The lack of coronavirus-specific antiviral drugs has instigated multiple drug repurposing studies to redirect previously approved medicines for the treatment of SARS-CoV-2, the coronavirus behind the ongoing COVID-19 pandemic. A recent, large-scale, retrospective clinical study showed that famotidine, when administered at a high dose to hospitalized COVID-19 patients, reduced the rates of intubation and mortality. A separate, patient-reported study associated famotidine use with improvements in mild to moderate symptoms such as cough and shortness of breath.

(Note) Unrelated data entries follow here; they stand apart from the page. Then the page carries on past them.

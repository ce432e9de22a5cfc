//! Photo records.

use std::hash::Hash;

use serde::{Deserialize, Serialize};

/// A caller-owned photo record that can be classified and filtered.
///
/// Implementors are used as cache keys, so equality and hashing must be
/// stable for the lifetime of the filtering service.
pub trait PhotoSource: Clone + Eq + Hash + Send + Sync + 'static {
    /// Publicly reachable URL of the image.
    fn origin_url(&self) -> &str;
}

/// Basic photo record.
#[derive(Debug, Clone, PartialEq, Eq, Hash, Serialize, Deserialize)]
pub struct PhotoInfo {
    /// Caller-side identifier
    pub id: String,
    /// Image source URL
    pub origin_url: String,
    /// Optional display title
    #[serde(default, skip_serializing_if = "Option::is_none")]
    pub title: Option<String>,
}

impl PhotoInfo {
    pub fn new(id: impl Into<String>, origin_url: impl Into<String>) -> Self {
        Self {
            id: id.into(),
            origin_url: origin_url.into(),
            title: None,
        }
    }

    pub fn with_title(mut self, title: impl Into<String>) -> Self {
        self.title = Some(title.into());
        self
    }
}

impl PhotoSource for PhotoInfo {
    fn origin_url(&self) -> &str {
        &self.origin_url
    }
}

While a prospective, multi-center clinical study is ongoing, two parallel in silico studies have proposed one of the two SARS-CoV-2 proteases, 3CL pro or PL pro , as potential molecular targets of famotidine activity; however, this remains to be experimentally validated. In this report, we systematically analyzed the effect of famotidine on viral proteases and virus replication. Leveraging a series of biophysical and enzymatic assays, we show that famotidine neither binds with nor inhibits the functions of 3CL pro and PL pro . Similarly, no direct antiviral activity of famotidine was observed at concentrations of up to 200 µM, when tested against SARS-CoV-2 in two different cell lines, including a human cell line originating from lungs, a primary target of COVID-19. These results rule out famotidine as a direct-acting inhibitor of SARS-CoV-2 replication and warrant further investigation of its molecular mechanism of action in the context of COVID-19.